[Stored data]
#![allow(dead_code)]

use std::sync::atomic::{AtomicBool, AtomicUsize, Ordering};
use std::sync::Arc;
use std::time::Duration;

use bytes::Bytes;
use parking_lot::Mutex;
use shellguard::channel::{ChannelEvent, ChannelReceiver};
use shellguard::config::EngineConfig;
use shellguard::pty::{ControllerSpawner, LaunchSpec, ProcessController, PtyError};
use shellguard::session::SessionFactory;
use tokio::sync::mpsc;

pub const FAKE_PID: u32 = 4242;

/// In-memory stand-in for a pty child. Records every byte written to it and
/// lets the test inject output or simulate the child exiting.
#[derive(Default)]
pub struct FakeController {
    written: Mutex<Vec<u8>>,
    output_tx: Mutex<Option<mpsc::Sender<Bytes>>>,
    resizes: Mutex<Vec<(u16, u16)>>,
    exited: AtomicBool,
    fail_start: bool,
    exit_on_start: bool,
    fail_writes: AtomicBool,
    pub terminate_calls: AtomicUsize,
}

impl FakeController {
    pub fn failing() -> Self {
        Self {
            fail_start: true,
            ..Self::default()
        }
    }

    /// A child that is gone by the time `start` returns.
    pub fn short_lived() -> Self {
        Self {
            exit_on_start: true,
            ..Self::default()
        }
    }

    /// Make every later write fail as if the pty had broken.
    pub fn fail_writes(&self) {
        self.fail_writes.store(true, Ordering::Release);
    }

    /// Pretend the child printed `data`.
    pub fn emit(&self, data: &[u8]) {
        let guard = self.output_tx.lock();
        let tx = guard.as_ref().expect("controller not started");
        tx.try_send(Bytes::copy_from_slice(data)).expect("output queue full");
    }

    /// Pretend the child exited on its own.
    pub fn exit(&self) {
        self.exited.store(true, Ordering::Release);
        self.output_tx.lock().take();
    }

    pub fn written(&self) -> Vec<u8> {
        self.written.lock().clone()
    }

    pub fn resizes(&self) -> Vec<(u16, u16)> {
        self.resizes.lock().clone()
    }

    pub fn terminations(&self) -> usize {
        self.terminate_calls.load(Ordering::Acquire)
    }
}

impl ProcessController for FakeController {
    fn start(&self, _cols: u16, _rows: u16) -> Result<mpsc::Receiver<Bytes>, PtyError> {
        if self.fail_start {
            return Err(PtyError::SpawnCommand(anyhow::anyhow!("no such program")));
        }
        let (tx, rx) = mpsc::channel(256);
        if self.exit_on_start {
            self.exited.store(true, Ordering::Release);
        } else {
            *self.output_tx.lock() = Some(tx);
        }
        Ok(rx)
    }

    fn write(&self, data: &[u8]) -> Result<(), PtyError> {
        if self.exited.load(Ordering::Acquire) {
            return Err(PtyError::NotRunning);
        }
        if self.fail_writes.load(Ordering::Acquire) {
            return Err(PtyError::Write(std::io::Error::new(
                std::io::ErrorKind::BrokenPipe,
                "pty went away",
            )));
        }
        self.written.lock().extend_from_slice(data);
        Ok(())
    }

    fn resize(&self, cols: u16, rows: u16) -> Result<(), PtyError> {
        self.resizes.lock().push((cols, rows));
        Ok(())
    }

    fn try_wait(&self) -> Result<Option<u32>, PtyError> {
        Ok(self.exited.load(Ordering::Acquire).then_some(0))
    }

    fn terminate(&self, _grace: Duration) {
        self.terminate_calls.fetch_add(1, Ordering::AcqRel);
        self.exited.store(true, Ordering::Release);
        self.output_tx.lock().take();
    }

    fn pid(&self) -> Option<u32> {
        Some(FAKE_PID)
    }
}

/// Hands out [`FakeController`]s and keeps them for inspection.
#[derive(Default)]
pub struct FakeSpawner {
    controllers: Mutex<Vec<Arc<FakeController>>>,
    launches: Mutex<Vec<LaunchSpec>>,
    fail_next: AtomicBool,
    short_lived: AtomicBool,
}

impl FakeSpawner {
    pub fn fail_next(&self) {
        self.fail_next.store(true, Ordering::Release);
    }

    /// Every later child exits as soon as it starts.
    pub fn short_lived(&self) {
        self.short_lived.store(true, Ordering::Release);
    }

    pub fn spawned(&self) -> usize {
        self.controllers.lock().len()
    }

    pub fn controller(&self, index: usize) -> Arc<FakeController> {
        Arc::clone(&self.controllers.lock()[index])
    }

    pub fn last(&self) -> Arc<FakeController> {
        let controllers = self.controllers.lock();
        Arc::clone(controllers.last().expect("nothing spawned"))
    }

    pub fn launch(&self, index: usize) -> LaunchSpec {
        self.launches.lock()[index].clone()
    }
}

impl ControllerSpawner for FakeSpawner {
    fn spawn(&self, launch: &LaunchSpec) -> Arc<dyn ProcessController> {
        let controller = if self.fail_next.swap(false, Ordering::AcqRel) {
            Arc::new(FakeController::failing())
        } else if self.short_lived.load(Ordering::Acquire) {
            Arc::new(FakeController::short_lived())
        } else {
            Arc::new(FakeController::default())
        };
        self.controllers.lock().push(Arc::clone(&controller));
        self.launches.lock().push(launch.clone());
        controller
    }
}

/// Config suited to fakes: fast liveness ticks and no termination grace.
pub fn test_config() -> EngineConfig {
    let mut config = EngineConfig::default();
    config.poll_interval_ms = 10;
    config.termination_grace_ms = 0;
    config.shell.program = Some("/bin/sh".into());
    config
}

pub fn fake_factory() -> (SessionFactory, Arc<FakeSpawner>) {
    fake_factory_with(test_config())
}

pub fn fake_factory_with(config: EngineConfig) -> (SessionFactory, Arc<FakeSpawner>) {
    let spawner = Arc::new(FakeSpawner::default());
    let factory = SessionFactory::builder(config)
        .spawner(spawner.clone())
        .build()
        .expect("valid config");
    (factory, spawner)
}

/// Everything currently queued on a channel.
pub fn drain(rx: &mut ChannelReceiver) -> Vec<ChannelEvent> {
    let mut events = Vec::new();
    while let Ok(message) = rx.try_recv() {
        events.push(message.event);
    }
    events
}

/// Receive events until `done` returns true for one of them, or panic after
/// `timeout`. Returns every event seen, the matching one last.
pub async fn recv_until<F>(rx: &mut ChannelReceiver, timeout: Duration, mut done: F) -> Vec<ChannelEvent>
where
    F: FnMut(&ChannelEvent) -> bool,
{
    let mut events = Vec::new();
    let deadline = tokio::time::Instant::now() + timeout;
    loop {
        let remaining = deadline.saturating_duration_since(tokio::time::Instant::now());
        match tokio::time::timeout(remaining, rx.recv()).await {
            Ok(Some(message)) => {
                let finished = done(&message.event);
                events.push(message.event);
                if finished {
                    return events;
                }
            }
            Ok(None) => panic!("channel closed; events so far: {events:?}"),
            Err(_) => panic!("timed out; events so far: {events:?}"),
        }
    }
}

/// Poll `cond` until it holds, or panic after `timeout`.
pub async fn wait_for<F>(timeout: Duration, mut cond: F)
where
    F: FnMut() -> bool,
{
    let deadline = tokio::time::Instant::now() + timeout;
    while !cond() {
        assert!(tokio::time::Instant::now() < deadline, "condition not met in {timeout:?}");
        tokio::time::sleep(Duration::from_millis(5)).await;
    }
}

/// Concatenate the bytes of output and replay events.
pub fn output_bytes(events: &[ChannelEvent]) -> Vec<u8> {
    let mut out = Vec::new();
    for event in events {
        match event {
            ChannelEvent::Output(data) => out.extend_from_slice(data),
            ChannelEvent::Replay(pieces) => pieces.iter().for_each(|p| out.extend_from_slice(p)),
            _ => {}
        }
    }
    out
}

## Activity
The records above should be repeated in full, exactly as given.

## Solution
#![allow(dead_code)]

use std::sync::atomic::{AtomicBool, AtomicUsize, Ordering};
use std::sync::Arc;
use std::time::Duration;

use bytes::Bytes;
use parking_lot::Mutex;
use shellguard::channel::{ChannelEvent, ChannelReceiver};
use shellguard::config::EngineConfig;
use shellguard::pty::{ControllerSpawner, LaunchSpec, ProcessController, PtyError};
use shellguard::session::SessionFactory;
use tokio::sync::mpsc;

pub const FAKE_PID: u32 = 4242;

/// In-memory stand-in for a pty child. Records every byte written to it and
/// lets the test inject output or simulate the child exiting.
#[derive(Default)]
pub struct FakeController {
    written: Mutex<Vec<u8>>,
    output_tx: Mutex<Option<mpsc::Sender<Bytes>>>,
    resizes: Mutex<Vec<(u16, u16)>>,
    exited: AtomicBool,
    fail_start: bool,
    exit_on_start: bool,
    fail_writes: AtomicBool,
    pub terminate_calls: AtomicUsize,
}

impl FakeController {
    pub fn failing() -> Self {
        Self {
            fail_start: true,
            ..Self::default()
        }
    }

    /// A child that is gone by the time `start` returns.
    pub fn short_lived() -> Self {
        Self {
            exit_on_start: true,
            ..Self::default()
        }
    }

    /// Make every later write fail as if the pty had broken.
    pub fn fail_writes(&self) {
        self.fail_writes.store(true, Ordering::Release);
    }

    /// Pretend the child printed `data`.
    pub fn emit(&self, data: &[u8]) {
        let guard = self.output_tx.lock();
        let tx = guard.as_ref().expect("controller not started");
        tx.try_send(Bytes::copy_from_slice(data)).expect("output queue full");
    }

    /// Pretend the child exited on its own.
    pub fn exit(&self) {
        self.exited.store(true, Ordering::Release);
        self.output_tx.lock().take();
    }

    pub fn written(&self) -> Vec<u8> {
        self.written.lock().clone()
    }

    pub fn resizes(&self) -> Vec<(u16, u16)> {
        self.resizes.lock().clone()
    }

    pub fn terminations(&self) -> usize {
        self.terminate_calls.load(Ordering::Acquire)
    }
}

impl ProcessController for FakeController {
    fn start(&self, _cols: u16, _rows: u16) -> Result<mpsc::Receiver<Bytes>, PtyError> {
        if self.fail_start {
            return Err(PtyError::SpawnCommand(anyhow::anyhow!("no such program")));
        }
        let (tx, rx) = mpsc::channel(256);
        if self.exit_on_start {
            self.exited.store(true, Ordering::Release);
        } else {
            *self.output_tx.lock() = Some(tx);
        }
        Ok(rx)
    }

    fn write(&self, data: &[u8]) -> Result<(), PtyError> {
        if self.exited.load(Ordering::Acquire) {
            return Err(PtyError::NotRunning);
        }
        if self.fail_writes.load(Ordering::Acquire) {
            return Err(PtyError::Write(std::io::Error::new(
                std::io::ErrorKind::BrokenPipe,
                "pty went away",
            )));
        }
        self.written.lock().extend_from_slice(data);
        Ok(())
    }

    fn resize(&self, cols: u16, rows: u16) -> Result<(), PtyError> {
        self.resizes.lock().push((cols, rows));
        Ok(())
    }

    fn try_wait(&self) -> Result<Option<u32>, PtyError> {
        Ok(self.exited.load(Ordering::Acquire).then_some(0))
    }

    fn terminate(&self, _grace: Duration) {
        self.terminate_calls.fetch_add(1, Ordering::AcqRel);
        self.exited.store(true, Ordering::Release);
        self.output_tx.lock().take();
    }

    fn pid(&self) -> Option<u32> {
        Some(FAKE_PID)
    }
}

/// Hands out [`FakeController`]s and keeps them for inspection.
#[derive(Default)]
pub struct FakeSpawner {
    controllers: Mutex<Vec<Arc<FakeController>>>,
    launches: Mutex<Vec<LaunchSpec>>,
    fail_next: AtomicBool,
    short_lived: AtomicBool,
}

impl FakeSpawner {
    pub fn fail_next(&self) {
        self.fail_next.store(true, Ordering::Release);
    }

    /// Every later child exits as soon as it starts.
    pub fn short_lived(&self) {
        self.short_lived.store(true, Ordering::Release);
    }

    pub fn spawned(&self) -> usize {
        self.controllers.lock().len()
    }

    pub fn controller(&self, index: usize) -> Arc<FakeController> {
        Arc::clone(&self.controllers.lock()[index])
    }

    pub fn last(&self) -> Arc<FakeController> {
        let controllers = self.controllers.lock();
        Arc::clone(controllers.last().expect("nothing spawned"))
    }

    pub fn launch(&self, index: usize) -> LaunchSpec {
        self.launches.lock()[index].clone()
    }
}

impl ControllerSpawner for FakeSpawner {
    fn spawn(&self, launch: &LaunchSpec) -> Arc<dyn ProcessController> {
        let controller = if self.fail_next.swap(false, Ordering::AcqRel) {
            Arc::new(FakeController::failing())
        } else if self.short_lived.load(Ordering::Acquire) {
            Arc::new(FakeController::short_lived())
        } else {
            Arc::new(FakeController::default())
        };
        self.controllers.lock().push(Arc::clone(&controller));
        self.launches.lock().push(launch.clone());
        controller
    }
}

/// Config suited to fakes: fast liveness ticks and no termination grace.
pub fn test_config() -> EngineConfig {
    let mut config = EngineConfig::default();
    config.poll_interval_ms = 10;
    config.termination_grace_ms = 0;
    config.shell.program = Some("/bin/sh".into());
    config
}

pub fn fake_factory() -> (SessionFactory, Arc<FakeSpawner>) {
    fake_factory_with(test_config())
}

pub fn fake_factory_with(config: EngineConfig) -> (SessionFactory, Arc<FakeSpawner>) {
    let spawner = Arc::new(FakeSpawner::default());
    let factory = SessionFactory::builder(config)
        .spawner(spawner.clone())
        .build()
        .expect("valid config");
    (factory, spawner)
}

/// Everything currently queued on a channel.
pub fn drain(rx: &mut ChannelReceiver) -> Vec<ChannelEvent> {
    let mut events = Vec::new();
    while let Ok(message) = rx.try_recv() {
        events.push(message.event);
    }
    events
}

/// Receive events until `done` returns true for one of them, or panic after
/// `timeout`. Returns every event seen, the matching one last.
pub async fn recv_until<F>(rx: &mut ChannelReceiver, timeout: Duration, mut done: F) -> Vec<ChannelEvent>
where
    F: FnMut(&ChannelEvent) -> bool,
{
    let mut events = Vec::new();
    let deadline = tokio::time::Instant::now() + timeout;
    loop {
        let remaining = deadline.saturating_duration_since(tokio::time::Instant::now());
        match tokio::time::timeout(remaining, rx.recv()).await {
            Ok(Some(message)) => {
                let finished = done(&message.event);
                events.push(message.event);
                if finished {
                    return events;
                }
            }
            Ok(None) => panic!("channel closed; events so far: {events:?}"),
            Err(_) => panic!("timed out; events so far: {events:?}"),
        }
    }
}

/// Poll `cond` until it holds, or panic after `timeout`.
pub async fn wait_for<F>(timeout: Duration, mut cond: F)
where
    F: FnMut() -> bool,
{
    let deadline = tokio::time::Instant::now() + timeout;
    while !cond() {
        assert!(tokio::time::Instant::now() < deadline, "condition not met in {timeout:?}");
        tokio::time::sleep(Duration::from_millis(5)).await;
    }
}

/// Concatenate the bytes of output and replay events.
pub fn output_bytes(events: &[ChannelEvent]) -> Vec<u8> {
    let mut out = Vec::new();
    for event in events {
        match event {
            ChannelEvent::Output(data) => out.extend_from_slice(data),
            ChannelEvent::Replay(pieces) => pieces.iter().for_each(|p| out.extend_from_slice(p)),
            _ => {}
        }
    }
    out
}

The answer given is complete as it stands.